Aim of the task: Please return every line of the records that contains the word "address".

Collected data entries:

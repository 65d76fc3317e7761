//! Repository for the `inspections` table.

use slf_core::inspection::InspectionStatus;
use slf_core::types::DbId;
use sqlx::PgPool;

use crate::models::inspection::{CreateInspection, Inspection};

const COLUMNS: &str = "id, project_id, inspector_id, scheduled_date, start_time, end_time, \
     status, notes, completed_at, created_at, updated_at";

pub struct InspectionRepo;

impl InspectionRepo {
    /// Schedule an inspection. New inspections start as `scheduled`.
    pub async fn create(
        pool: &PgPool,
        project_id: DbId,
        input: &CreateInspection,
    ) -> Result<Inspection, sqlx::Error> {
        let query = format!(
            "INSERT INTO inspections \
                (project_id, inspector_id, scheduled_date, start_time, end_time, notes) \
             VALUES ($1, $2, $3, $4, $5, $6) \
             RETURNING {COLUMNS}"
        );
        sqlx::query_as::<_, Inspection>(&query)
            .bind(project_id)
            .bind(input.inspector_id)
            .bind(input.scheduled_date)
            .bind(input.start_time)
            .bind(input.end_time)
            .bind(&input.notes)
            .fetch_one(pool)
            .await
    }

    pub async fn find_by_id(pool: &PgPool, id: DbId) -> Result<Option<Inspection>, sqlx::Error> {
        let query = format!("SELECT {COLUMNS} FROM inspections WHERE id = $1");
        sqlx::query_as::<_, Inspection>(&query)
            .bind(id)
            .fetch_optional(pool)
            .await
    }

    pub async fn list_by_project(
        pool: &PgPool,
        project_id: DbId,
    ) -> Result<Vec<Inspection>, sqlx::Error> {
        let query = format!(
            "SELECT {COLUMNS} FROM inspections \
             WHERE project_id = $1 \
             ORDER BY scheduled_date, start_time NULLS LAST, id"
        );
        sqlx::query_as::<_, Inspection>(&query)
            .bind(project_id)
            .fetch_all(pool)
            .await
    }

    /// Compare-and-set the inspection status. Moving to `completed` stamps
    /// `completed_at`.
    ///
    /// Returns `None` when the row is missing or its status has changed.
    pub async fn update_status_if(
        pool: &PgPool,
        id: DbId,
        expected: &str,
        next: &str,
    ) -> Result<Option<Inspection>, sqlx::Error> {
        let query = format!(
            "UPDATE inspections SET \
                status = $3, \
                completed_at = CASE WHEN $3::text = $4::text THEN NOW() ELSE completed_at END \
             WHERE id = $1 AND status = $2 \
             RETURNING {COLUMNS}"
        );
        sqlx::query_as::<_, Inspection>(&query)
            .bind(id)
            .bind(expected)
            .bind(next)
            .bind(InspectionStatus::Completed.as_str())
            .fetch_optional(pool)
            .await
    }
}
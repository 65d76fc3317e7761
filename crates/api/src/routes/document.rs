//! Route definitions for `/documents`.

use axum::routing::{get, post};
use axum::Router;

use crate::handlers::document;
use crate::state::AppState;

/// ```text
/// POST   /                  create
/// GET    /{id}              get_by_id
/// POST   /{id}/actions      take_action
/// ```
pub fn router() -> Router<AppState> {
    Router::new()
        .route("/", post(document::create))
        .route("/{id}", get(document::get_by_id))
        .route("/{id}/actions", post(document::take_action))
}
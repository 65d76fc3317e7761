use std::net::SocketAddr;
use std::sync::Arc;
use std::time::Duration;

use tracing_subscriber::{layer::SubscriberExt, util::SubscriberInitExt};

use slf_api::config::ServerConfig;
use slf_api::notifications::NotificationRouter;
use slf_api::router::build_app_router;
use slf_api::state::AppState;

#[tokio::main]
async fn main() {
    dotenvy::dotenv().ok();

    // --- Tracing ---
    tracing_subscriber::registry()
        .with(
            tracing_subscriber::EnvFilter::try_from_default_env()
                .unwrap_or_else(|_| "slf_api=debug,tower_http=debug".into()),
        )
        .with(tracing_subscriber::fmt::layer())
        .init();

    // --- Configuration ---
    let config = ServerConfig::from_env();
    tracing::info!(host = %config.host, port = %config.port, "Loaded server configuration");

    // --- Database ---
    let database_url = std::env::var("DATABASE_URL").expect("DATABASE_URL must be set");

    let pool = slf_db::create_pool(&database_url)
        .await
        .expect("Failed to connect to database");
    tracing::info!("Database connection pool created");

    slf_db::health_check(&pool)
        .await
        .expect("Database health check failed");
    tracing::info!("Database health check passed");

    slf_db::run_migrations(&pool)
        .await
        .expect("Failed to run database migrations");
    tracing::info!("Database migrations applied");

    // --- Event bus ---
    let event_bus = Arc::new(slf_events::EventBus::default());
    let router_handle =
        tokio::spawn(NotificationRouter::new(pool.clone()).run(event_bus.subscribe()));
    tracing::info!("Notification router started");

    // --- App ---
    let state = AppState {
        pool,
        config: Arc::new(config.clone()),
        event_bus: Arc::clone(&event_bus),
    };
    let app = build_app_router(state, &config);

    // --- Start server ---
    let addr = SocketAddr::new(
        config.host.parse().expect("Invalid HOST address"),
        config.port,
    );
    tracing::info!(%addr, "Starting server");

    let listener = tokio::net::TcpListener::bind(addr)
        .await
        .expect("Failed to bind to address");

    axum::serve(listener, app)
        .with_graceful_shutdown(shutdown_signal())
        .await
        .expect("Server error");

    tracing::info!("Server stopped accepting connections, cleaning up");

    // The app state (and its bus clone) was dropped with the server, so
    // dropping this last handle closes the channel and stops the router.
    drop(event_bus);
    let drain = Duration::from_secs(config.shutdown_timeout_secs);
    if tokio::time::timeout(drain, router_handle).await.is_err() {
        tracing::warn!("Notification router did not drain before the shutdown timeout");
    }

    tracing::info!("Graceful shutdown complete");
}

/// Resolve on SIGINT (Ctrl-C) or, on Unix, SIGTERM.
async fn shutdown_signal() {
    let ctrl_c = async {
        tokio::signal::ctrl_c()
            .await
            .expect("Failed to install Ctrl-C handler");
    };

    #[cfg(unix)]
    let terminate = async {
        tokio::signal::unix::signal(tokio::signal::unix::SignalKind::terminate())
            .expect("Failed to install SIGTERM handler")
            .recv()
            .await;
    };

    #[cfg(not(unix))]
    let terminate = std::future::pending::<()>();

    tokio::select! {
        () = ctrl_c => {
            tracing::info!("Received SIGINT (Ctrl-C), starting graceful shutdown");
        }
        () = terminate => {
            tracing::info!("Received SIGTERM, starting graceful shutdown");
        }
    }
}
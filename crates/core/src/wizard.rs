//! Multi-step project creation wizard.
//!
//! Steps run Details -> Client -> Timeline -> Team -> Confirmation. Each step
//! has its own required fields; the Confirmation step re-checks all of them.
//! A clean form is turned into a [`NewProjectPlan`], which the database layer
//! persists in a single transaction.

use std::collections::HashSet;

use serde::{Deserialize, Serialize};

use crate::application::{ApplicationCategory, ApplicationType, Priority};
use crate::error::{CoreError, FieldErrors};
use crate::phases::{phase_plan, PhaseDurations, PhasePlan};
use crate::project_status::ProjectStatus;
use crate::roles::TeamRole;
use crate::types::DbId;

/// Minimum project name length, after trimming.
pub const MIN_NAME_LEN: usize = 3;

/// Minimum location length, after trimming.
pub const MIN_LOCATION_LEN: usize = 5;

#[derive(Debug, Clone, Copy, PartialEq, Eq, PartialOrd, Ord, Serialize, Deserialize)]
#[serde(rename_all = "snake_case")]
pub enum WizardStep {
    Details,
    Client,
    Timeline,
    Team,
    Confirmation,
}

impl WizardStep {
    pub const ALL: [WizardStep; 5] = [
        Self::Details,
        Self::Client,
        Self::Timeline,
        Self::Team,
        Self::Confirmation,
    ];

    /// Convert a 0-based step index.
    pub fn from_index(idx: u8) -> Result<Self, CoreError> {
        Self::ALL.get(idx as usize).copied().ok_or_else(|| {
            CoreError::Validation(format!(
                "Invalid step {idx}. Must be between 0 and {}",
                Self::ALL.len() - 1
            ))
        })
    }

    pub fn index(self) -> u8 {
        match self {
            Self::Details => 0,
            Self::Client => 1,
            Self::Timeline => 2,
            Self::Team => 3,
            Self::Confirmation => 4,
        }
    }

    pub fn label(self) -> &'static str {
        match self {
            Self::Details => "Project Details",
            Self::Client => "Client",
            Self::Timeline => "Timeline",
            Self::Team => "Team",
            Self::Confirmation => "Confirmation",
        }
    }
}

/// Form data accumulated across wizard steps. Every field may be missing
/// while the user is still filling the form in.
#[derive(Debug, Clone, Default, Serialize, Deserialize)]
#[serde(default)]
pub struct ProjectForm {
    pub name: Option<String>,
    pub description: Option<String>,
    pub application_category: Option<String>,
    pub application_type: Option<String>,
    pub location: Option<String>,
    pub city: Option<String>,
    pub priority: Option<String>,
    pub client_id: Option<DbId>,
    pub phase_durations: PhaseDurations,
    pub project_lead_id: Option<DbId>,
    pub inspector_ids: Vec<DbId>,
    pub drafter_id: Option<DbId>,
    pub head_consultant_id: Option<DbId>,
}

fn trimmed(value: &Option<String>) -> &str {
    value.as_deref().map(str::trim).unwrap_or("")
}

fn validate_details(form: &ProjectForm, errors: &mut FieldErrors) {
    let name = trimmed(&form.name);
    if name.is_empty() {
        errors.add("name", "Project name is required");
    } else if name.chars().count() < MIN_NAME_LEN {
        errors.add(
            "name",
            format!("Project name must be at least {MIN_NAME_LEN} characters"),
        );
    }

    let application_type = trimmed(&form.application_type);
    if application_type.is_empty() {
        errors.add("application_type", "Application type is required");
    }

    let category = trimmed(&form.application_category);
    if !category.is_empty() {
        match ApplicationCategory::from_str_db(category) {
            Err(e) => errors.add("application_category", e.to_string()),
            Ok(category) => {
                if let Ok(t) = ApplicationType::from_str_db(application_type) {
                    if t.category() != category {
                        errors.add(
                            "application_type",
                            format!(
                                "Application type {} does not belong to category {}",
                                t.as_str(),
                                category.as_str()
                            ),
                        );
                    }
                }
            }
        }
    }

    let location = trimmed(&form.location);
    if location.is_empty() {
        errors.add("location", "Location is required");
    } else if location.chars().count() < MIN_LOCATION_LEN {
        errors.add(
            "location",
            format!("Location must be at least {MIN_LOCATION_LEN} characters"),
        );
    }

    let priority = trimmed(&form.priority);
    if !priority.is_empty() {
        if let Err(e) = Priority::from_str_db(priority) {
            errors.add("priority", e.to_string());
        }
    }
}

fn validate_client(form: &ProjectForm, errors: &mut FieldErrors) {
    if form.client_id.is_none() {
        errors.add("client_id", "A client must be selected");
    }
}

fn validate_team(form: &ProjectForm, errors: &mut FieldErrors) {
    if form.project_lead_id.is_none() {
        errors.add("project_lead_id", "A project lead must be selected");
    }
    let mut seen = HashSet::new();
    if form.inspector_ids.iter().any(|id| !seen.insert(*id)) {
        errors.add("inspector_ids", "Each inspector may only be selected once");
    }
}

/// Validate the fields owned by `step`. Empty when the step is complete.
pub fn validate(form: &ProjectForm, step: WizardStep) -> FieldErrors {
    let mut errors = FieldErrors::new();
    match step {
        WizardStep::Details => validate_details(form, &mut errors),
        WizardStep::Client => validate_client(form, &mut errors),
        WizardStep::Timeline => errors.extend(form.phase_durations.validate()),
        WizardStep::Team => validate_team(form, &mut errors),
        WizardStep::Confirmation => {
            validate_details(form, &mut errors);
            validate_client(form, &mut errors);
            errors.extend(form.phase_durations.validate());
            validate_team(form, &mut errors);
        }
    }
    errors
}

/// Validate a partial edit of an existing project's details. Only the
/// fields being changed are checked, with the same rules as the wizard.
pub fn validate_edit(
    name: Option<&str>,
    location: Option<&str>,
    priority: Option<&str>,
) -> FieldErrors {
    let mut errors = FieldErrors::new();
    if let Some(name) = name {
        if name.trim().chars().count() < MIN_NAME_LEN {
            errors.add(
                "name",
                format!("Project name must be at least {MIN_NAME_LEN} characters"),
            );
        }
    }
    if let Some(location) = location {
        if location.trim().chars().count() < MIN_LOCATION_LEN {
            errors.add(
                "location",
                format!("Location must be at least {MIN_LOCATION_LEN} characters"),
            );
        }
    }
    if let Some(priority) = priority {
        if let Err(e) = Priority::from_str_db(priority) {
            errors.add("priority", e.to_string());
        }
    }
    errors
}

/// Validate moving from `current` to `next`.
///
/// Going back one step is always allowed. Advancing one step requires the
/// current step to be complete. Jumps of more than one step are rejected.
pub fn validate_step_transition(
    form: &ProjectForm,
    current: WizardStep,
    next: WizardStep,
) -> Result<(), CoreError> {
    let diff = next.index() as i16 - current.index() as i16;
    match diff {
        -1 => Ok(()),
        1 => validate(form, current).into_result(),
        _ => Err(CoreError::Validation(format!(
            "Cannot move from step {} to step {}. Must advance or go back exactly one step.",
            current.index(),
            next.index()
        ))),
    }
}

// ---------------------------------------------------------------------------
// Submission
// ---------------------------------------------------------------------------

/// A team member row to insert with a new project.
#[derive(Debug, Clone, Copy, PartialEq, Eq, Serialize)]
pub struct TeamAssignment {
    pub user_id: DbId,
    pub role: TeamRole,
}

/// Everything needed to persist a new project atomically.
#[derive(Debug, Clone, Serialize)]
pub struct NewProjectPlan {
    pub name: String,
    pub description: Option<String>,
    pub client_id: Option<DbId>,
    pub application_type: ApplicationType,
    pub status: ProjectStatus,
    pub location: Option<String>,
    pub city: Option<String>,
    pub priority: Priority,
    pub project_lead_id: Option<DbId>,
    pub admin_lead_id: DbId,
    pub created_by: DbId,
    pub phase_durations: PhaseDurations,
    pub phases: Vec<PhasePlan>,
    pub team: Vec<TeamAssignment>,
}

impl NewProjectPlan {
    /// Add a team row unless the same (user, role) pair is already planned.
    pub fn assign(&mut self, user_id: DbId, role: TeamRole) {
        let assignment = TeamAssignment { user_id, role };
        if !self.team.contains(&assignment) {
            self.team.push(assignment);
        }
    }
}

fn non_empty(value: &Option<String>) -> Option<String> {
    value
        .as_deref()
        .map(str::trim)
        .filter(|s| !s.is_empty())
        .map(str::to_string)
}

impl ProjectForm {
    /// Turn a complete form into a project plan created by `admin_id`.
    ///
    /// New projects start as `draft` with phase 1 in progress.
    pub fn into_plan(self, admin_id: DbId) -> Result<NewProjectPlan, CoreError> {
        validate(&self, WizardStep::Confirmation).into_result()?;
        self.build_plan(admin_id)
    }

    /// Build the plan without step validation; callers validate first.
    pub(crate) fn build_plan(self, admin_id: DbId) -> Result<NewProjectPlan, CoreError> {
        let application_type = ApplicationType::from_str_db(trimmed(&self.application_type))
            .map_err(|e| {
                let mut errors = FieldErrors::new();
                errors.add("application_type", e.to_string());
                CoreError::InvalidFields(errors)
            })?;
        let priority = match non_empty(&self.priority) {
            Some(p) => Priority::from_str_db(&p)?,
            None => Priority::default(),
        };

        let mut plan = NewProjectPlan {
            name: trimmed(&self.name).to_string(),
            description: non_empty(&self.description),
            client_id: self.client_id,
            application_type,
            status: ProjectStatus::Draft,
            location: non_empty(&self.location),
            city: non_empty(&self.city),
            priority,
            project_lead_id: self.project_lead_id,
            admin_lead_id: admin_id,
            created_by: admin_id,
            phase_durations: self.phase_durations,
            phases: phase_plan(&self.phase_durations),
            team: Vec::new(),
        };

        plan.assign(admin_id, TeamRole::AdminLead);
        if let Some(lead) = self.project_lead_id {
            plan.assign(lead, TeamRole::ProjectLead);
        }
        for inspector in &self.inspector_ids {
            plan.assign(*inspector, TeamRole::Inspector);
        }
        if let Some(drafter) = self.drafter_id {
            plan.assign(drafter, TeamRole::Drafter);
        }
        if let Some(hc) = self.head_consultant_id {
            plan.assign(hc, TeamRole::HeadConsultant);
        }

        Ok(plan)
    }
}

Task result:
        config.host.parse().expect("Invalid HOST address"),
        .expect("Failed to bind to address");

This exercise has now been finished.